I then felt like weeping.
Not only am I depressed, I’m ill. Oh, and my stress levels have rocketed. I don’t really know what else to say, I can’t distinguish between the crapiness of illness and the crapiness of depression, it’s all merged together into a big depressing ball of awfulness.
I’d also like to apologise for my language… I don’t swear that much in real life (is it bad that I just typed IRL and then went back and deleted it?) and this is kind of becoming a ramble-y post… but then I have spent most of today collapsed over a desk drinking water and feeling sorry for myself.
CAMHS are still avoiding me. I’m not going to look up when my last appointment was, that’ll just piss me off. Okay, so my psych nurse is ill, I can appreciate that- I’m not a total bitch, but they can at least try and arrange some kind of cover. I know I’m not a potential axe murderer or anything but it’s not fair to leave me in the lurch like this. I feel all lonely and rejected.
I’d share some awesome photos with you but SOMEONE keeps forgetting to stick them on Facebook, so I can’t.
I’ve been kind of bright today, but I think that was cos my best friends weren’t around (okay, now I sound like a bitch!) in all seriousness though, sometimes they’re really suffocating. There’s five of us- me, Claire, Jess, Michael and Callum. Claire and Michael are a couple and Callum and Jess are a couple… seeing any problems here?
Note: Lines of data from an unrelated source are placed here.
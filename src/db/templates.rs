//! Generation template records.

use super::{Database, now_ms};
use crate::schedule::pattern::{FifthWeek, RawPatternEntry};
use crate::types::GenerationTemplate;
use anyhow::Result;
use rusqlite::{OptionalExtension, Row, params};
use serde::{Deserialize, Serialize};
use uuid::Uuid;

/// Fields for a new generation template.
#[derive(Debug, Clone, Serialize, Deserialize)]
pub struct NewTemplate {
    pub client_id: String,
    pub title: String,
    #[serde(default)]
    pub description: Option<String>,
    #[serde(default)]
    pub delivery_count: u32,
    #[serde(default)]
    pub generation_pattern: Vec<RawPatternEntry>,
    #[serde(default)]
    pub default_due_days: i64,
    #[serde(default)]
    pub fifth_week: FifthWeek,
    #[serde(default = "default_active")]
    pub is_active: bool,
    #[serde(default)]
    pub is_standard_task: bool,
    #[serde(default)]
    pub public_approval_enabled: bool,
}

fn default_active() -> bool {
    true
}

impl NewTemplate {
    pub fn new(client_id: &str, title: &str, generation_pattern: Vec<RawPatternEntry>) -> Self {
        let delivery_count = generation_pattern
            .iter()
            .map(|e| e.count.max(0) as u32)
            .sum();
        Self {
            client_id: client_id.to_string(),
            title: title.to_string(),
            description: None,
            delivery_count,
            generation_pattern,
            default_due_days: 0,
            fifth_week: FifthWeek::default(),
            is_active: true,
            is_standard_task: false,
            public_approval_enabled: false,
        }
    }
}

fn parse_template_row(row: &Row) -> rusqlite::Result<GenerationTemplate> {
    let fifth_week: String = row.get("fifth_week")?;
    let pattern_json: String = row.get("generation_pattern")?;
    let (generation_pattern, pattern_error) =
        match serde_json::from_str::<Vec<RawPatternEntry>>(&pattern_json) {
            Ok(entries) => (entries, None),
            Err(e) => (Vec::new(), Some(e.to_string())),
        };
    Ok(GenerationTemplate {
        id: row.get("id")?,
        client_id: row.get("client_id")?,
        title: row.get("title")?,
        description: row.get("description")?,
        delivery_count: row.get("delivery_count")?,
        generation_pattern,
        pattern_error,
        default_due_days: row.get("default_due_days")?,
        fifth_week: FifthWeek::parse(&fifth_week),
        is_active: row.get("is_active")?,
        is_standard_task: row.get("is_standard_task")?,
        public_approval_enabled: row.get("public_approval_enabled")?,
        created_at: row.get("created_at")?,
        updated_at: row.get("updated_at")?,
    })
}

impl Database {
    pub fn create_template(&self, template: &NewTemplate) -> Result<GenerationTemplate> {
        let id = Uuid::now_v7().to_string();
        let now = now_ms();
        let pattern_json = serde_json::to_string(&template.generation_pattern)?;

        self.with_conn(|conn| {
            conn.execute(
                "INSERT INTO generation_templates (
                    id, client_id, title, description, delivery_count, generation_pattern,
                    default_due_days, fifth_week, is_active, is_standard_task,
                    public_approval_enabled, created_at, updated_at
                ) VALUES (?1, ?2, ?3, ?4, ?5, ?6, ?7, ?8, ?9, ?10, ?11, ?12, ?13)",
                params![
                    &id,
                    &template.client_id,
                    &template.title,
                    &template.description,
                    template.delivery_count,
                    pattern_json,
                    template.default_due_days,
                    template.fifth_week.as_str(),
                    template.is_active,
                    template.is_standard_task,
                    template.public_approval_enabled,
                    now,
                    now,
                ],
            )?;
            Ok(())
        })?;

        Ok(GenerationTemplate {
            id,
            client_id: template.client_id.clone(),
            title: template.title.clone(),
            description: template.description.clone(),
            delivery_count: template.delivery_count,
            generation_pattern: template.generation_pattern.clone(),
            pattern_error: None,
            default_due_days: template.default_due_days,
            fifth_week: template.fifth_week,
            is_active: template.is_active,
            is_standard_task: template.is_standard_task,
            public_approval_enabled: template.public_approval_enabled,
            created_at: now,
            updated_at: now,
        })
    }

    pub fn get_template(&self, template_id: &str) -> Result<Option<GenerationTemplate>> {
        self.with_conn(|conn| {
            let template = conn
                .query_row(
                    "SELECT * FROM generation_templates WHERE id = ?1",
                    params![template_id],
                    parse_template_row,
                )
                .optional()?;
            Ok(template)
        })
    }

    /// Active templates of every client owned by `user_id`.
    pub fn list_active_templates(&self, user_id: &str) -> Result<Vec<GenerationTemplate>> {
        self.with_conn(|conn| {
            let mut stmt = conn.prepare(
                "SELECT t.* FROM generation_templates t
                 INNER JOIN clients c ON c.id = t.client_id
                 WHERE c.user_id = ?1 AND t.is_active = 1
                 ORDER BY t.created_at, t.id",
            )?;
            let templates = stmt
                .query_map(params![user_id], parse_template_row)?
                .collect::<rusqlite::Result<Vec<_>>>()?;
            Ok(templates)
        })
    }

    pub fn set_template_active(&self, template_id: &str, active: bool) -> Result<bool> {
        self.with_conn(|conn| {
            let changed = conn.execute(
                "UPDATE generation_templates SET is_active = ?1, updated_at = ?2 WHERE id = ?3",
                params![active, now_ms(), template_id],
            )?;
            Ok(changed > 0)
        })
    }

    /// Replace the stored pattern JSON verbatim.
    pub fn set_template_pattern_json(&self, template_id: &str, pattern_json: &str) -> Result<()> {
        self.with_conn(|conn| {
            conn.execute(
                "UPDATE generation_templates SET generation_pattern = ?1, updated_at = ?2 WHERE id = ?3",
                params![pattern_json, now_ms(), template_id],
            )?;
            Ok(())
        })
    }
}
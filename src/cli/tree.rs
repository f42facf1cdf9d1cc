//! Tree subcommand: print a user's tasks as an indented forest.

use clap::Args;
use std::fmt::Write;

use crate::tree::TreeNode;
use crate::types::{Board, Task};

/// Arguments for the tree subcommand
#[derive(Args, Debug)]
pub struct TreeArgs {
    /// Owner of the tasks
    #[arg(long)]
    pub user: String,

    /// Only include tasks currently on this board
    #[arg(long)]
    pub board: Option<Board>,
}

/// Render a forest, one task per line, subtasks indented two spaces.
pub fn render_forest(forest: &[TreeNode<Task>]) -> String {
    let mut out = String::new();
    for node in forest {
        render_node(node, 0, &mut out);
    }
    out
}

fn render_node(node: &TreeNode<Task>, depth: usize, out: &mut String) {
    let task = &node.item;
    let mark = if task.is_completed { "x" } else { " " };
    let _ = write!(out, "{}[{}] {} ({})", "  ".repeat(depth), mark, task.title, task.current_board);
    if let Some(due) = task.due_date {
        let _ = write!(out, " due {}", due);
    }
    if !node.subtasks.is_empty() {
        let rollup = node.rollup();
        let _ = write!(out, " {}/{}", rollup.completed, rollup.total);
    }
    out.push('\n');
    for child in &node.subtasks {
        render_node(child, depth + 1, out);
    }
}
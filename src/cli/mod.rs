//! CLI command definitions for task-rollover.
//!
//! The `Cli` struct carries global flags; each subcommand owns its argument
//! struct.

pub mod import;
pub mod rollover;
pub mod tree;

use clap::{Args, Parser, Subcommand};
use import::ImportArgs;
use rollover::{GenerateArgs, RolloverArgs};
use tree::TreeArgs;

/// Recurring task generation and daily rollover engine
#[derive(Parser, Debug)]
#[command(author, version, about, long_about = None)]
pub struct Cli {
    /// Path to configuration file
    #[arg(short, long, global = true)]
    pub config: Option<String>,

    /// Path to database file (overrides config)
    #[arg(short, long, global = true)]
    pub database: Option<String>,

    /// Enable verbose logging
    #[arg(short, long, global = true)]
    pub verbose: bool,

    /// Logging output: 0/off, 1/stdout, 2/stderr (default), or filename
    #[arg(short, long, default_value = "2", global = true)]
    pub log: String,

    #[command(subcommand)]
    pub command: Option<Command>,
}

/// Available subcommands
#[derive(Subcommand, Debug)]
pub enum Command {
    /// Serve the HTTP API (default if no subcommand given)
    Serve(ServeArgs),

    /// Run the daily rollover once and print the summary
    Rollover(RolloverArgs),

    /// Generate one template's client tasks for a month
    Generate(GenerateArgs),

    /// Print a user's task tree
    Tree(TreeArgs),

    /// Load users, clients, templates and tasks from a YAML fixture
    Import(ImportArgs),
}

/// Arguments for the serve subcommand
#[derive(Args, Debug, Default)]
pub struct ServeArgs {
    /// Address to bind (overrides config)
    #[arg(long)]
    pub bind: Option<String>,

    /// Port to listen on (overrides config)
    #[arg(short, long)]
    pub port: Option<u16>,
}
use axum::{
    extract::{Path, Query, State},
    http::{HeaderMap, StatusCode},
    response::{IntoResponse, Json, Response},
};
use chrono::{NaiveDate, Utc};
use serde::{Deserialize, Serialize};

use super::AppState;
use crate::board::{self, Actor};
use crate::error::{EngineError, ErrorCode};
use crate::schedule::{GenerationOutcome, generate_for_template};
use crate::timezone::{local_today, resolve_user_timezone};
use crate::tree::{Rollup, TreeItem, TreeNode, assemble_forest};
use crate::types::{Board, Client, ClientTask, ClientTaskStatus, MonthRef, Task};

/// Header carrying the authenticated owner's id (set by the fronting auth layer).
const USER_HEADER: &str = "x-user-id";

/// Engine error rendered as a JSON error body.
#[derive(Debug)]
pub struct ApiError(pub EngineError);

impl From<EngineError> for ApiError {
    fn from(e: EngineError) -> Self {
        ApiError(e)
    }
}

impl From<anyhow::Error> for ApiError {
    fn from(e: anyhow::Error) -> Self {
        ApiError(EngineError::Storage(e))
    }
}

impl IntoResponse for ApiError {
    fn into_response(self) -> Response {
        let status = match self.0.code() {
            ErrorCode::ValidationError | ErrorCode::TimezoneResolutionError => {
                StatusCode::BAD_REQUEST
            }
            ErrorCode::Forbidden => StatusCode::FORBIDDEN,
            ErrorCode::NotFound => StatusCode::NOT_FOUND,
            ErrorCode::Conflict | ErrorCode::InvalidTransition => StatusCode::CONFLICT,
            ErrorCode::ExternalDependencyError | ErrorCode::StorageError => {
                StatusCode::INTERNAL_SERVER_ERROR
            }
        };
        if status.is_server_error() {
            tracing::error!(error = %self.0, "Request failed");
        }
        (status, Json(self.0.to_body())).into_response()
    }
}

type ApiResult<T> = Result<Json<T>, ApiError>;

fn owner(headers: &HeaderMap) -> Result<Actor, ApiError> {
    let user_id = headers
        .get(USER_HEADER)
        .and_then(|v| v.to_str().ok())
        .filter(|v| !v.is_empty())
        .ok_or_else(|| EngineError::forbidden("missing x-user-id header"))?;
    Ok(Actor::Owner {
        user_id: user_id.to_string(),
    })
}

/// Require the request to come from `user_id`.
fn require_owner(headers: &HeaderMap, user_id: &str) -> Result<(), ApiError> {
    match owner(headers)? {
        Actor::Owner { user_id: caller } if caller == user_id => Ok(()),
        _ => Err(EngineError::forbidden("resource belongs to another user").into()),
    }
}

/// Load a client and require the request to come from its owner.
fn owned_client(state: &AppState, headers: &HeaderMap, client_id: &str) -> Result<Client, ApiError> {
    owner(headers)?;
    let client = state
        .db()
        .get_client(client_id)?
        .ok_or_else(|| EngineError::not_found("client", client_id))?;
    require_owner(headers, &client.user_id)?;
    Ok(client)
}

#[derive(Serialize)]
pub(super) struct HealthResponse {
    status: &'static str,
    version: &'static str,
}

pub(super) async fn health() -> Json<HealthResponse> {
    Json(HealthResponse {
        status: "ok",
        version: env!("CARGO_PKG_VERSION"),
    })
}

#[derive(Debug, Deserialize)]
pub(super) struct RolloverParams {
    date: Option<NaiveDate>,
}

/// Roll over every user. Per-user failures are reported in the body, not the status.
pub(super) async fn run_rollover(
    State(state): State<AppState>,
    Query(params): Query<RolloverParams>,
) -> Result<Response, ApiError> {
    let summary = state.engine().run_all(Utc::now(), params.date).await?;
    Ok(Json(summary).into_response())
}

#[derive(Debug, Deserialize)]
pub(super) struct GenerateParams {
    month: Option<MonthRef>,
}

pub(super) async fn generate(
    State(state): State<AppState>,
    Path((client_id, template_id)): Path<(String, String)>,
    Query(params): Query<GenerateParams>,
    headers: HeaderMap,
) -> ApiResult<GenerationOutcome> {
    let client = owned_client(&state, &headers, &client_id)?;
    let month = match params.month {
        Some(month) => month,
        None => current_month(&state, &client)?,
    };
    let outcome = generate_for_template(state.store(), &client_id, &template_id, month)?;
    Ok(Json(outcome))
}

/// The month it currently is for the client's owner.
fn current_month(state: &AppState, client: &Client) -> Result<MonthRef, ApiError> {
    let user = state.db().get_user(&client.user_id)?;
    let tz = resolve_user_timezone(
        &client.user_id,
        user.as_ref().and_then(|u| u.timezone.as_deref()),
        state.engine().settings().default_timezone,
    );
    Ok(MonthRef::of(local_today(Utc::now(), tz)))
}

/// A tree node annotated with its rollup.
#[derive(Serialize)]
pub(super) struct TreeView<'a, T: Serialize> {
    #[serde(flatten)]
    item: &'a T,
    rollup: Rollup,
    completion_ratio: f64,
    subtasks: Vec<TreeView<'a, T>>,
}

fn tree_view<T: TreeItem + Serialize>(node: &TreeNode<T>) -> TreeView<'_, T> {
    TreeView {
        item: &node.item,
        rollup: node.rollup(),
        completion_ratio: node.completion_ratio(),
        subtasks: node.subtasks.iter().map(tree_view).collect(),
    }
}

#[derive(Debug, Deserialize)]
pub(super) struct TreeParams {
    board: Option<Board>,
}

pub(super) async fn user_tree(
    State(state): State<AppState>,
    Path(user_id): Path<String>,
    Query(params): Query<TreeParams>,
    headers: HeaderMap,
) -> Result<Response, ApiError> {
    owner(&headers)?;
    if state.db().get_user(&user_id)?.is_none() {
        return Err(EngineError::not_found("user", &user_id).into());
    }
    require_owner(&headers, &user_id)?;
    let tasks = state.db().list_tasks(&user_id, params.board)?;
    let forest = assemble_forest(tasks);
    let view: Vec<TreeView<'_, Task>> = forest.iter().map(tree_view).collect();
    Ok(Json(view).into_response())
}

pub(super) async fn client_tree(
    State(state): State<AppState>,
    Path(client_id): Path<String>,
    headers: HeaderMap,
) -> Result<Response, ApiError> {
    owned_client(&state, &headers, &client_id)?;
    let tasks = state.db().list_client_tasks(&client_id)?;
    let forest = assemble_forest(tasks);
    let view: Vec<TreeView<'_, ClientTask>> = forest.iter().map(tree_view).collect();
    Ok(Json(view).into_response())
}

pub(super) async fn complete_task(
    State(state): State<AppState>,
    Path(task_id): Path<String>,
    headers: HeaderMap,
) -> ApiResult<Task> {
    let actor = owner(&headers)?;
    let task = board::complete_task(state.store(), &actor, &task_id)?;
    Ok(Json(task))
}

#[derive(Debug, Deserialize)]
pub(super) struct MoveRequest {
    board: Board,
}

pub(super) async fn move_task(
    State(state): State<AppState>,
    Path(task_id): Path<String>,
    headers: HeaderMap,
    Json(request): Json<MoveRequest>,
) -> ApiResult<Task> {
    let actor = owner(&headers)?;
    let task = board::move_task_board(state.store(), &actor, &task_id, request.board)?;
    Ok(Json(task))
}

#[derive(Debug, Deserialize)]
pub(super) struct StatusRequest {
    status: ClientTaskStatus,
}

pub(super) async fn client_task_status(
    State(state): State<AppState>,
    Path(client_task_id): Path<String>,
    headers: HeaderMap,
    Json(request): Json<StatusRequest>,
) -> ApiResult<ClientTask> {
    let actor = owner(&headers)?;
    let task =
        board::transition_client_task(state.store(), &actor, &client_task_id, request.status)?;
    Ok(Json(task))
}

pub(super) async fn public_review(
    State(state): State<AppState>,
    Path((token, client_task_id)): Path<(String, String)>,
    Json(request): Json<StatusRequest>,
) -> ApiResult<ClientTask> {
    let task = board::review_via_link(state.store(), &token, &client_task_id, request.status)?;
    Ok(Json(task))
}
//! HTTP surface: the rollover trigger, public approval links and the
//! presentation API.

mod handlers;

use axum::{
    Router,
    routing::{get, post},
};
use std::net::SocketAddr;
use std::sync::Arc;
use tokio::sync::oneshot;
use tower_http::cors::{Any, CorsLayer};
use tower_http::trace::TraceLayer;
use tracing::info;

use crate::db::Database;
use crate::rollover::RolloverEngine;
use crate::store::RecordStore;

pub use handlers::ApiError;

/// State shared across handlers.
#[derive(Clone)]
pub struct AppState {
    db: Arc<Database>,
    engine: Arc<RolloverEngine>,
}

impl AppState {
    pub fn new(db: Arc<Database>, engine: Arc<RolloverEngine>) -> Self {
        Self { db, engine }
    }

    pub fn db(&self) -> &Arc<Database> {
        &self.db
    }

    /// The database behind the record store contract.
    pub fn store(&self) -> &dyn RecordStore {
        &*self.db
    }

    pub fn engine(&self) -> &Arc<RolloverEngine> {
        &self.engine
    }
}

pub fn build_router(state: AppState) -> Router {
    let cors = CorsLayer::new()
        .allow_origin(Any)
        .allow_methods(Any)
        .allow_headers(Any);

    Router::new()
        .route("/api/health", get(handlers::health))
        // Scheduler trigger
        .route("/api/rollover", post(handlers::run_rollover))
        .route(
            "/api/clients/{client_id}/templates/{template_id}/generate",
            post(handlers::generate),
        )
        // Presentation
        .route("/api/users/{user_id}/tree", get(handlers::user_tree))
        .route("/api/clients/{client_id}/tree", get(handlers::client_tree))
        .route("/api/tasks/{task_id}/complete", post(handlers::complete_task))
        .route("/api/tasks/{task_id}/board", post(handlers::move_task))
        .route(
            "/api/client-tasks/{client_task_id}/status",
            post(handlers::client_task_status),
        )
        // Anonymous review
        .route(
            "/api/public/{token}/client-tasks/{client_task_id}/review",
            post(handlers::public_review),
        )
        .layer(cors)
        .layer(TraceLayer::new_for_http())
        .with_state(state)
}

/// Bind and serve in the background.
///
/// Returns a sender that stops the server gracefully and the bound address.
pub async fn start_server(
    state: AppState,
    addr: SocketAddr,
) -> anyhow::Result<(oneshot::Sender<()>, SocketAddr)> {
    let app = build_router(state);

    let listener = tokio::net::TcpListener::bind(addr).await?;
    let bound_addr = listener.local_addr()?;

    info!("Rollover server listening on http://{}", bound_addr);

    let (shutdown_tx, shutdown_rx) = oneshot::channel::<()>();

    tokio::spawn(async move {
        if let Err(e) = axum::serve(listener, app)
            .with_graceful_shutdown(async {
                let _ = shutdown_rx.await;
                info!("Rollover server shutting down");
            })
            .await
        {
            tracing::error!("Rollover server error: {}", e);
        }
    });

    Ok((shutdown_tx, bound_addr))
}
They think it’s fine to piss everybody else off by constantly doing things as just the five of us, but it means that I spend most of the time feeling lonely and isolated- and get shunned by all my other friends for being associated with those four.
So I basically spend all my free time watching my friends be all lovey dovey with each other whilst I sit on the floor by myself (literally in most cases) and every time I complain I get told to stop whining.
Haha, I think that was my gripe for the day.